■ **Directions for this task**
Please transcribe the data that follows exactly, from its first line through the line that contains "under the License.".

-- Information shown follows --

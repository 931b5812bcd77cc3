// Copyright 2025 Red Hat, Inc.
//
// Licensed under the Apache License, Version 2.0 (the "License");
// you may not use this file except in compliance with the License.
// You may obtain a copy of the License at
//
//     https://www.apache.org/licenses/LICENSE-2.0
//
// Unless required by applicable law or agreed to in writing, software
// distributed under the License is distributed on an "AS IS" BASIS,
// WITHOUT WARRANTIES OR CONDITIONS OF ANY KIND, either express or implied.
// See the License for the specific language governing permissions and
// limitations under the License.

//! OAuth2 client-credentials identities.
//!
//! An [OAuth2ClientCredentials] holds one client id/secret pair and the token
//! endpoint it exchanges them at. It caches the current token and refreshes
//! it on demand; see [OAuth2ClientCredentials::token] for the caching
//! behavior. Instances are cheap to clone and clones share the cache, so one
//! identity refreshes at most once no matter how many handles exist.
//!
//! # Example: construct from a known token endpoint
//! ```no_run
//! # use kessel_auth::credentials::Builder;
//! # async fn sample() -> kessel_errors::Result<()> {
//! let credentials = Builder::new("my-client-id", "my-client-secret")
//!     .with_token_endpoint("https://sso.example.com/token")
//!     .build()
//!     .await?;
//! let token = credentials.token().await?;
//! # Ok(()) }
//! ```
//!
//! # Example: resolve the token endpoint from the issuer
//! ```no_run
//! # use kessel_auth::credentials::Builder;
//! # async fn sample() -> kessel_errors::Result<()> {
//! let credentials = Builder::new("my-client-id", "my-client-secret")
//!     .with_issuer("https://sso.example.com/realms/example")
//!     .build()
//!     .await?;
//! # Ok(()) }
//! ```

use crate::discovery::{DiscoveryConvention, FetchDiscoveryOptions, fetch_oidc_discovery};
use crate::token::{Token, TokenProvider};
use crate::token_cache::TokenCache;
use crate::{Error, Result};
use std::time::Duration;
use tokio::time::Instant;

const GRANT_TYPE: &str = "client_credentials";
// Lifetime assumed when the endpoint omits `expires_in`.
const DEFAULT_EXPIRES_IN: u64 = 3600;

/// A builder for [OAuth2ClientCredentials].
///
/// Exactly one of [with_token_endpoint][Builder::with_token_endpoint] or
/// [with_issuer][Builder::with_issuer] must be supplied. With an issuer, the
/// token endpoint is resolved via OIDC discovery inside
/// [build][Builder::build].
pub struct Builder {
    client_id: String,
    client_secret: String,
    endpoint: Option<EndpointSource>,
    convention: DiscoveryConvention,
    scopes: Option<Vec<String>>,
    http_client: Option<reqwest::Client>,
}

enum EndpointSource {
    TokenEndpoint(String),
    Issuer(String),
}

impl Builder {
    pub fn new<I, S>(client_id: I, client_secret: S) -> Self
    where
        I: Into<String>,
        S: Into<String>,
    {
        Self {
            client_id: client_id.into(),
            client_secret: client_secret.into(),
            endpoint: None,
            convention: DiscoveryConvention::default(),
            scopes: None,
            http_client: None,
        }
    }

    /// Exchange the credentials at this token endpoint.
    pub fn with_token_endpoint<T: Into<String>>(mut self, token_endpoint: T) -> Self {
        self.endpoint = Some(EndpointSource::TokenEndpoint(token_endpoint.into()));
        self
    }

    /// Resolve the token endpoint from this issuer via OIDC discovery.
    pub fn with_issuer<T: Into<String>>(mut self, issuer_url: T) -> Self {
        self.endpoint = Some(EndpointSource::Issuer(issuer_url.into()));
        self
    }

    /// Select the well-known path convention used for discovery.
    ///
    /// Only relevant together with [with_issuer][Builder::with_issuer].
    pub fn with_discovery_convention(mut self, convention: DiscoveryConvention) -> Self {
        self.convention = convention;
        self
    }

    /// Request these scopes when exchanging the credentials.
    pub fn with_scopes<I, S>(mut self, scopes: I) -> Self
    where
        I: IntoIterator<Item = S>,
        S: Into<String>,
    {
        self.scopes = Some(scopes.into_iter().map(|s| s.into()).collect());
        self
    }

    /// Use the given HTTP client for discovery and token refreshes.
    ///
    /// A default client is created when none is supplied.
    pub fn with_http_client(mut self, client: reqwest::Client) -> Self {
        self.http_client = Some(client);
        self
    }

    /// Returns the configured [OAuth2ClientCredentials].
    ///
    /// Performs OIDC discovery when the builder was given an issuer, so this
    /// may issue a network call. No token is fetched yet; the first
    /// [token][OAuth2ClientCredentials::token] call does that.
    pub async fn build(self) -> Result<OAuth2ClientCredentials> {
        let client = self.http_client.unwrap_or_default();
        let token_endpoint = match self.endpoint {
            Some(EndpointSource::TokenEndpoint(endpoint)) => endpoint,
            Some(EndpointSource::Issuer(issuer)) => {
                let options = FetchDiscoveryOptions::new()
                    .with_http_client(client.clone())
                    .with_convention(self.convention);
                fetch_oidc_discovery(&issuer, options).await?.token_endpoint
            }
            None => {
                return Err(Error::client_creation(
                    "a token endpoint or issuer URL is required",
                ));
            }
        };

        let provider = Oauth2TokenProvider {
            client_id: self.client_id,
            client_secret: self.client_secret,
            token_endpoint,
            scopes: self.scopes.map(|scopes| scopes.join(" ")),
            client,
        };
        Ok(OAuth2ClientCredentials {
            cache: TokenCache::new(provider),
        })
    }
}
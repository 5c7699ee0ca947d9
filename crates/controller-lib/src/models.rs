//! Core data models for the adaptation controller

use serde::{Deserialize, Serialize};
use std::collections::HashMap;
use std::fmt;

/// Identifier of a monitored service (deployment name)
pub type ServiceId = String;

/// Metric readings for every monitored service at one tick
pub type MetricSnapshot = HashMap<ServiceId, MetricVector>;

/// Runtime readings for one service at one tick.
///
/// Readings that were not reported stay at `0.0`. Latency is expressed in
/// nanoseconds.
#[derive(Debug, Clone, Copy, Default, PartialEq, Serialize, Deserialize)]
#[serde(default)]
pub struct MetricVector {
    pub cpu_percent: f64,
    pub memory_percent: f64,
    pub latency: f64,
    pub throughput: f64,
    pub gc_time: f64,
    pub connections: f64,
    pub requests: f64,
}

impl MetricVector {
    /// Read a single dimension
    pub fn get(&self, dimension: Dimension) -> f64 {
        match dimension {
            Dimension::Cpu => self.cpu_percent,
            Dimension::Memory => self.memory_percent,
            Dimension::Latency => self.latency,
            Dimension::Throughput => self.throughput,
            Dimension::GcTime => self.gc_time,
            Dimension::Connections => self.connections,
            Dimension::Requests => self.requests,
        }
    }

    /// Overwrite a single dimension. Non-finite values are stored as 0.
    pub fn set(&mut self, dimension: Dimension, value: f64) {
        let value = if value.is_finite() { value } else { 0.0 };
        match dimension {
            Dimension::Cpu => self.cpu_percent = value,
            Dimension::Memory => self.memory_percent = value,
            Dimension::Latency => self.latency = value,
            Dimension::Throughput => self.throughput = value,
            Dimension::GcTime => self.gc_time = value,
            Dimension::Connections => self.connections = value,
            Dimension::Requests => self.requests = value,
        }
    }
}

/// Named metric dimension of a [`MetricVector`]
#[derive(Debug, Clone, Copy, PartialEq, Eq, Hash, PartialOrd, Ord, Serialize, Deserialize)]
#[serde(rename_all = "snake_case")]
pub enum Dimension {
    Cpu,
    Memory,
    Latency,
    Throughput,
    GcTime,
    Connections,
    Requests,
}

/// Resource allocation of a service
#[derive(Debug, Clone, Copy, PartialEq, Serialize, Deserialize)]
pub struct Configuration {
    /// CPU in millicores
    pub cpu: f64,
    /// Memory in MB
    pub memory: f64,
    /// Replica count, always at least 1
    pub replicas: u32,
}

impl Configuration {
    pub fn new(cpu: f64, memory: f64, replicas: u32) -> Self {
        Self {
            cpu,
            memory,
            replicas: replicas.max(1),
        }
    }
}

impl Default for Configuration {
    fn default() -> Self {
        Self::new(500.0, 512.0, 1)
    }
}

impl fmt::Display for Configuration {
    fn fmt(&self, f: &mut fmt::Formatter<'_>) -> fmt::Result {
        write!(
            f,
            "cpu={} memory={} replica={}",
            self.cpu, self.memory, self.replicas
        )
    }
}

/// Per-tick decision on whether a service should be reconsidered
#[derive(Debug, Clone, Copy, PartialEq, Eq, Serialize, Deserialize)]
#[serde(rename_all = "snake_case")]
pub enum AdaptationTrigger {
    NoAction,
    /// Saturated or slow: more resources wanted
    NeedsIncrease,
    /// Idle: candidate for scale-down
    NeedsDecrease,
}

impl AdaptationTrigger {
    pub fn needs_action(&self) -> bool {
        !matches!(self, AdaptationTrigger::NoAction)
    }

    pub fn as_str(&self) -> &'static str {
        match self {
            AdaptationTrigger::NoAction => "no_action",
            AdaptationTrigger::NeedsIncrease => "needs_increase",
            AdaptationTrigger::NeedsDecrease => "needs_decrease",
        }
    }
}

/// Cost class of a remediation action, scored by the cost dimension
#[derive(Debug, Clone, Copy, PartialEq, Eq, Hash, Serialize, Deserialize)]
#[serde(rename_all = "snake_case")]
pub enum CostCategory {
    Cpu,
    Memory,
    Replica,
    Gc,
    /// No action taken (scoring the current operating point)
    None,
}

/// Result reported by an executor for one apply call
#[derive(Debug, Clone, PartialEq, Eq, Serialize, Deserialize)]
pub struct ApplyResult {
    pub success: bool,
    pub message: String,
}

impl ApplyResult {
    pub fn success(message: impl Into<String>) -> Self {
        Self {
            success: true,
            message: message.into(),
        }
    }

    pub fn failure(message: impl Into<String>) -> Self {
        Self {
            success: false,
            message: message.into(),
        }
    }
}
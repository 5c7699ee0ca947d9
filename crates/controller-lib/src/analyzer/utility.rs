//! Weighted utility model
//!
//! Combines per-dimension preferences into a single scalar:
//! `utility = Σ weight_d * preference_d`, cost included.

use super::preference::{CostPreference, DimensionPreference};
use crate::models::{CostCategory, MetricVector};
use serde::{Deserialize, Serialize};

/// Non-negative weight per scored dimension. Not required to sum to 1.
#[derive(Debug, Clone, Copy, PartialEq, Serialize, Deserialize)]
#[serde(default)]
pub struct UtilityWeights {
    pub cpu: f64,
    pub memory: f64,
    pub latency: f64,
    pub throughput: f64,
    pub gc_time: f64,
    pub cost: f64,
}

impl Default for UtilityWeights {
    fn default() -> Self {
        Self {
            cpu: 0.2,
            memory: 0.2,
            latency: 0.45,
            throughput: 0.15,
            gc_time: 0.15,
            cost: 0.1,
        }
    }
}

impl UtilityWeights {
    pub fn total(&self) -> f64 {
        self.cpu + self.memory + self.latency + self.throughput + self.gc_time + self.cost
    }

    pub(crate) fn all(&self) -> [f64; 6] {
        [
            self.cpu,
            self.memory,
            self.latency,
            self.throughput,
            self.gc_time,
            self.cost,
        ]
    }
}

/// Preference curves for every scored dimension
#[derive(Debug, Clone, PartialEq, Serialize, Deserialize)]
#[serde(default)]
pub struct PreferenceSet {
    pub cpu: DimensionPreference,
    pub memory: DimensionPreference,
    /// Latency curve, in nanoseconds
    pub latency: DimensionPreference,
    pub throughput: DimensionPreference,
    pub gc_time: DimensionPreference,
    pub cost: CostPreference,
}

impl Default for PreferenceSet {
    fn default() -> Self {
        Self::linear()
    }
}

impl PreferenceSet {
    /// Linear ramps over the observed operating ranges
    pub fn linear() -> Self {
        Self {
            cpu: DimensionPreference::linear(0.0, 100.0),
            memory: DimensionPreference::linear(0.0, 100.0),
            latency: DimensionPreference::linear(0.0, 2e9),
            throughput: DimensionPreference::linear(50.0, 100.0).inverted(),
            gc_time: DimensionPreference::linear(0.0, 500.0),
            cost: CostPreference::default(),
        }
    }

    /// Three-tier step curves
    pub fn step_tiers() -> Self {
        Self {
            cpu: DimensionPreference::step(25.0, 50.0),
            memory: DimensionPreference::step(25.0, 50.0),
            latency: DimensionPreference::step(1e7, 2e7),
            throughput: DimensionPreference::step(100.0, 50.0).inverted(),
            gc_time: DimensionPreference::step(200.0, 500.0),
            cost: CostPreference::default(),
        }
    }
}

/// Per-dimension breakdown of a utility computation
#[derive(Debug, Clone, Copy, PartialEq)]
pub struct UtilityBreakdown {
    pub cpu: f64,
    pub memory: f64,
    pub latency: f64,
    pub throughput: f64,
    pub gc_time: f64,
    pub cost: f64,
}

impl UtilityBreakdown {
    pub fn total(&self) -> f64 {
        self.cpu + self.memory + self.latency + self.throughput + self.gc_time + self.cost
    }
}

/// Utility function built from weights and preference curves
#[derive(Debug, Clone)]
pub struct UtilityModel {
    weights: UtilityWeights,
    preferences: PreferenceSet,
}

impl UtilityModel {
    pub fn new(weights: UtilityWeights, preferences: PreferenceSet) -> Self {
        Self {
            weights,
            preferences,
        }
    }

    pub fn weights(&self) -> &UtilityWeights {
        &self.weights
    }

    /// Score an operating point under a given remediation cost class
    pub fn calculate_utility(&self, metrics: &MetricVector, cost: CostCategory) -> f64 {
        self.breakdown(metrics, cost).total()
    }

    /// Weighted contribution of each dimension
    pub fn breakdown(&self, metrics: &MetricVector, cost: CostCategory) -> UtilityBreakdown {
        let p = &self.preferences;
        let w = &self.weights;
        UtilityBreakdown {
            cpu: w.cpu * p.cpu.score(metrics.cpu_percent),
            memory: w.memory * p.memory.score(metrics.memory_percent),
            latency: w.latency * p.latency.score(metrics.latency),
            throughput: w.throughput * p.throughput.score(metrics.throughput),
            gc_time: w.gc_time * p.gc_time.score(metrics.gc_time),
            cost: w.cost * p.cost.score(cost),
        }
    }
}

impl Default for UtilityModel {
    fn default() -> Self {
        Self::new(UtilityWeights::default(), PreferenceSet::default())
    }
}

-- Information shown concluded --

■ **Expected answer**
repository 931b5812bcd77cc3
// Copyright 2025 Red Hat, Inc.
//
// Licensed under the Apache License, Version 2.0 (the "License");
// you may not use this file except in compliance with the License.
// You may obtain a copy of the License at
//
//     https://www.apache.org/licenses/LICENSE-2.0
//
// Unless required by applicable law or agreed to in writing, software
// distributed under the License is distributed on an "AS IS" BASIS,
// WITHOUT WARRANTIES OR CONDITIONS OF ANY KIND, either express or implied.
// See the License for the specific language governing permissions and
// limitations under the License.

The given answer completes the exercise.